Started by three brothers, who between them had a talent for medicine, marketing and business, the Sackler Firm was founded on the promotion and distribution of tranquilisers like Valium. So effective was their advertising campaign that,"by 1973, American doctors were writing more than a hundred million tranquillizer prescriptions a year, and countless patients became hooked". The best selling novel Valley of the Dolls chronicled Hollywood's addiction to such drugs in the '60s.
PERFECT SET-UP
Arthur Sackler, who ran the advertising company, started a periodical for doctors called the Medical Tribune that reached 600,000 physicians. Then the brothers bought Purdue, a medicine manufacturing company, and they had the perfect set-up to get America hooked on their drugs. A subcommittee looking into the pharmaceutical industry in the '60s summed up the situation succinctly:
"The Sackler empire is a completely integrated operation in that it can devise a new drug in its drug development enterprise, have the drug clinically tested and secure favourable reports on the drug from the various hospitals with which they have connections, conceive the advertising approach and prepare the actual advertising copy with which to promote the drug, have the clinical articles as well as advertising copy published in their own medical journals, [and] prepare and plant articles in newspapers and magazines."
OxyContin is the extended-release version of Oxycodone, an opiate that alters not only the perception of pain but also mood, giving users an artificial 'high'. It wasn't long before the drug started to be abused, spawning a secondary industry in OxyContin being used for pleasure rather than pain.
OPIOID ADDICTION
While the US reels from opioid addiction, many in the health sector are turning to another more benign drug for help: cannabis. More and more studies are showing that cannabis can be used instead of opioids to treat pain, and to reduce reliance on opioids.
A 2016 University of Michigan study highlighted the following in an article published in the Journal of Pain:
- Cannabis use was associated with 64 per cent lower opioid use in patients with chronic pain.

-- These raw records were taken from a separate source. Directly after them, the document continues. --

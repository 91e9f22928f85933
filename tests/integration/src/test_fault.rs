//! Fault rendering integration tests.

#[cfg(test)]
mod tests {
    use http::StatusCode;
    use http::header::{ACCEPT, CACHE_CONTROL, CONTENT_TYPE};
    use rested_core::MuxConfig;

    use crate::{TestServer, client};

    fn header(response: &reqwest::Response, name: http::HeaderName) -> Option<String> {
        response
            .headers()
            .get(name)
            .and_then(|v| v.to_str().ok())
            .map(ToOwned::to_owned)
    }

    #[tokio::test]
    async fn test_should_render_html_404_for_unknown_route() {
        let config = MuxConfig::builder()
            .headers(vec![("X-Served-By".to_owned(), "rested".to_owned())])
            .build();
        let server = TestServer::sample(config).await;

        let response = client()
            .get(server.url("/missing"))
            .send()
            .await
            .expect("get");
        assert_eq!(response.status(), StatusCode::NOT_FOUND);
        assert_eq!(
            header(&response, CONTENT_TYPE).as_deref(),
            Some("text/html; charset=utf-8")
        );
        assert_eq!(
            header(&response, http::HeaderName::from_static("x-served-by")).as_deref(),
            Some("rested")
        );
        assert!(response.headers().get(CACHE_CONTROL).is_none());
        assert!(response.text().await.expect("body").contains("404 Not Found"));
    }

    #[tokio::test]
    async fn test_should_redact_recovered_panics() {
        let server = TestServer::sample(MuxConfig::default()).await;

        let response = client()
            .get(server.url("/crash"))
            .header(ACCEPT, "application/json")
            .send()
            .await
            .expect("get");
        assert_eq!(response.status(), StatusCode::INTERNAL_SERVER_ERROR);
        assert_eq!(
            header(&response, CACHE_CONTROL).as_deref(),
            Some("no-cache, no-store, must-revalidate")
        );
        let body = response.text().await.expect("body");
        assert!(!body.contains("storage backend unavailable"));
        assert!(!body.contains("stack"));
    }

    #[tokio::test]
    async fn test_should_expose_panics_in_debug_mode() {
        let server = TestServer::sample(MuxConfig::builder().debug(true).build()).await;

        let response = client()
            .get(server.url("/crash"))
            .header(ACCEPT, "text/plain")
            .send()
            .await
            .expect("get");
        assert_eq!(response.status(), StatusCode::INTERNAL_SERVER_ERROR);
        let body = response.text().await.expect("body");
        assert!(body.starts_with("500 (Internal Server Error)"));
        assert!(body.contains("storage backend unavailable"));
    }

    #[tokio::test]
    async fn test_should_render_json_faults() {
        let server = TestServer::sample(MuxConfig::default()).await;

        let response = client()
            .get(server.url("/notes/999"))
            .header(ACCEPT, "application/json")
            .send()
            .await
            .expect("get");
        assert_eq!(response.status(), StatusCode::NOT_FOUND);
        let fault: serde_json::Value = response.json().await.expect("json");
        assert_eq!(fault["message"], "Not Found");
    }
}
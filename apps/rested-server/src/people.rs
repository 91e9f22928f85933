//! An in-memory people collection served over rested.
//!
//! | Route | Methods |
//! |-------|---------|
//! | `/people` | HEAD, GET (ranges in `people` units), POST |
//! | `/people/{id}` | HEAD, GET, PATCH, PUT, DELETE |

use std::collections::BTreeMap;
use std::sync::Arc;
use std::time::Duration;

use chrono::{DateTime, Utc};
use parking_lot::RwLock;
use rested_core::{
    ContentRange, Fault, Range, RangeError, Ranger, Resource, validate_conditions,
};
use rested_http::{
    Created, Deleter, Getter, Patcher, Poster, Putter, RequestContext, ResourceResult,
};
use serde::{Deserialize, Serialize};
use tracing::info;

/// Content types accepted for request bodies.
const JSON_BODY: &[&str] = &["application/json"];

/// How long clients may cache a person.
const PERSON_TTL: Duration = Duration::from_secs(30);

/// A stored person.
#[derive(Debug, Clone, Serialize)]
pub struct Person {
    /// Identifier assigned on creation.
    pub id: u64,
    /// Display name.
    pub name: String,
    /// Contact address, possibly empty.
    pub email: String,
    #[serde(skip)]
    version: u64,
    #[serde(skip)]
    updated: DateTime<Utc>,
}

impl Resource for Person {
    fn etag(&self) -> String {
        format!("person-{}-v{}", self.id, self.version)
    }

    fn last_modified(&self) -> DateTime<Utc> {
        self.updated
    }

    fn ttl(&self) -> Duration {
        PERSON_TTL
    }

    fn text(&self) -> Option<String> {
        if self.email.is_empty() {
            Some(self.name.clone())
        } else {
            Some(format!("{} <{}>", self.name, self.email))
        }
    }
}

/// The whole collection, or a slice of it.
#[derive(Debug, Clone, Serialize)]
#[serde(transparent)]
pub struct PersonList {
    people: Vec<Person>,
    #[serde(skip)]
    total: u64,
    #[serde(skip)]
    revision: u64,
    #[serde(skip)]
    updated: DateTime<Utc>,
}

impl Resource for PersonList {
    fn etag(&self) -> String {
        format!("people-r{}-{}", self.revision, self.people.len())
    }

    fn last_modified(&self) -> DateTime<Utc> {
        self.updated
    }

    fn ttl(&self) -> Duration {
        Duration::ZERO
    }

    fn as_ranger(&self) -> Option<&dyn Ranger> {
        Some(self)
    }
}

impl Ranger for PersonList {
    fn units(&self) -> &[&str] {
        &["people"]
    }

    fn count(&self) -> u64 {
        self.total
    }

    fn range(&self, range: &Range) -> Result<(ContentRange, Box<dyn Resource>), RangeError> {
        let from = usize::try_from(range.from).unwrap_or(usize::MAX);
        let to = usize::try_from(range.to).unwrap_or(usize::MAX);
        let slice = PersonList {
            people: self.people.get(from..=to).unwrap_or_default().to_vec(),
            total: self.total,
            revision: self.revision,
            updated: self.updated,
        };
        Ok((ContentRange::new(range.clone(), self.total), Box::new(slice)))
    }
}

/// Body of POST and PUT requests.
#[derive(Debug, Deserialize)]
struct PersonInput {
    name: String,
    #[serde(default)]
    email: String,
}

/// Body of PATCH requests.
#[derive(Debug, Deserialize)]
struct PersonPatch {
    name: Option<String>,
    email: Option<String>,
}

#[derive(Debug, Default)]
struct State {
    people: BTreeMap<u64, Person>,
    next_id: u64,
    revision: u64,
    updated: DateTime<Utc>,
}

impl State {
    fn touch(&mut self) -> DateTime<Utc> {
        self.revision += 1;
        self.updated = Utc::now();
        self.updated
    }
}

/// Thread-safe storage for people.
#[derive(Debug, Default)]
pub struct PeopleStore {
    state: RwLock<State>,
}

impl PeopleStore {
    /// A store holding `count` generated people.
    #[must_use]
    pub fn seeded(count: u64) -> Self {
        let store = Self::default();
        for i in 1..=count {
            store.create(format!("Person {i}"), format!("person{i}@example.com"));
        }
        store
    }

    /// Snapshot of the collection.
    #[must_use]
    pub fn list(&self) -> PersonList {
        let state = self.state.read();
        PersonList {
            people: state.people.values().cloned().collect(),
            total: state.people.len() as u64,
            revision: state.revision,
            updated: state.updated,
        }
    }

    /// Look up a person.
    #[must_use]
    pub fn get(&self, id: u64) -> Option<Person> {
        self.state.read().people.get(&id).cloned()
    }

    /// Add a person and return it.
    pub fn create(&self, name: String, email: String) -> Person {
        let mut state = self.state.write();
        state.next_id += 1;
        let person = Person {
            id: state.next_id,
            name,
            email,
            version: 1,
            updated: state.touch(),
        };
        state.people.insert(person.id, person.clone());
        person
    }

    /// Apply `change` to a person after checking the request preconditions
    /// against its current state.
    fn modify<F>(&self, id: u64, ctx: &RequestContext, change: F) -> Result<Person, Fault>
    where
        F: FnOnce(&mut Person),
    {
        let mut state = self.state.write();
        let current = state.people.get(&id).ok_or_else(Fault::not_found)?;
        if validate_conditions(current, ctx.headers()) {
            return Err(Fault::precondition_failed());
        }
        let updated = state.touch();
        let person = state.people.get_mut(&id).ok_or_else(Fault::not_found)?;
        change(person);
        person.version += 1;
        person.updated = updated;
        Ok(person.clone())
    }

    /// Remove a person; false when it did not exist.
    pub fn remove(&self, id: u64) -> bool {
        let mut state = self.state.write();
        let removed = state.people.remove(&id).is_some();
        if removed {
            state.touch();
        }
        removed
    }
}

fn person_id(ctx: &RequestContext) -> Result<u64, Fault> {
    ctx.var("id")
        .and_then(|raw| raw.parse().ok())
        .ok_or_else(Fault::not_found)
}

fn parse_body<'a, T: Deserialize<'a>>(ctx: &'a RequestContext) -> Result<T, Fault> {
    ctx.require_content_type(JSON_BODY)?;
    serde_json::from_slice(&ctx.body)
        .map_err(|e| Fault::bad_request("Invalid JSON body", &e.to_string()))
}

/// `/people`
#[derive(Debug, Clone)]
pub struct PeopleCollection(pub Arc<PeopleStore>);

impl Getter for PeopleCollection {
    fn get(&self, _ctx: &RequestContext) -> ResourceResult {
        Ok(Some(Box::new(self.0.list())))
    }
}

impl Poster for PeopleCollection {
    fn post(&self, ctx: &RequestContext) -> Result<Created, Fault> {
        let input: PersonInput = parse_body(ctx)?;
        if input.name.trim().is_empty() {
            return Err(Fault::bad_request("Missing name", "A person needs a non-empty name."));
        }
        let person = self.0.create(input.name, input.email);
        info!(id = person.id, "person created");
        let location = format!("/people/{}", person.id);
        Ok(Created::new(person).with_location(location))
    }
}

/// `/people/{id}`
#[derive(Debug, Clone)]
pub struct PersonItem(pub Arc<PeopleStore>);

impl Getter for PersonItem {
    fn get(&self, ctx: &RequestContext) -> ResourceResult {
        let person = self.0.get(person_id(ctx)?).ok_or_else(Fault::not_found)?;
        Ok(Some(Box::new(person)))
    }
}

impl Putter for PersonItem {
    fn put(&self, ctx: &RequestContext) -> ResourceResult {
        let id = person_id(ctx)?;
        let input: PersonInput = parse_body(ctx)?;
        let person = self.0.modify(id, ctx, |person| {
            person.name = input.name;
            person.email = input.email;
        })?;
        Ok(Some(Box::new(person)))
    }
}

impl Patcher for PersonItem {
    fn patch(&self, ctx: &RequestContext) -> ResourceResult {
        let id = person_id(ctx)?;
        let patch: PersonPatch = parse_body(ctx)?;
        let person = self.0.modify(id, ctx, |person| {
            if let Some(name) = patch.name {
                person.name = name;
            }
            if let Some(email) = patch.email {
                person.email = email;
            }
        })?;
        Ok(Some(Box::new(person)))
    }
}

impl Deleter for PersonItem {
    fn delete(&self, ctx: &RequestContext) -> Result<(), Fault> {
        let id = person_id(ctx)?;
        if self.0.remove(id) {
            info!(id, "person deleted");
            Ok(())
        } else {
            Err(Fault::not_found())
        }
    }
}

- Cannabis use was associated with better quality of life in patients with chronic pain.
- Cannabis use was associated with fewer medication side effects and medications used.
The jury is no longer out on ganja's remarkable healing and pain-relieving properties. It may even be that this was what motivated the legalisation of the heavily policed drug in parts of the US in recent years. I'm not sure why the Jamaican government is dragging its feet where capitalising on this positively virtuous drug, whose name is virtually synonymous with Jamaica, is concerned, but I sincerely hope that we don't miss the boat on this one.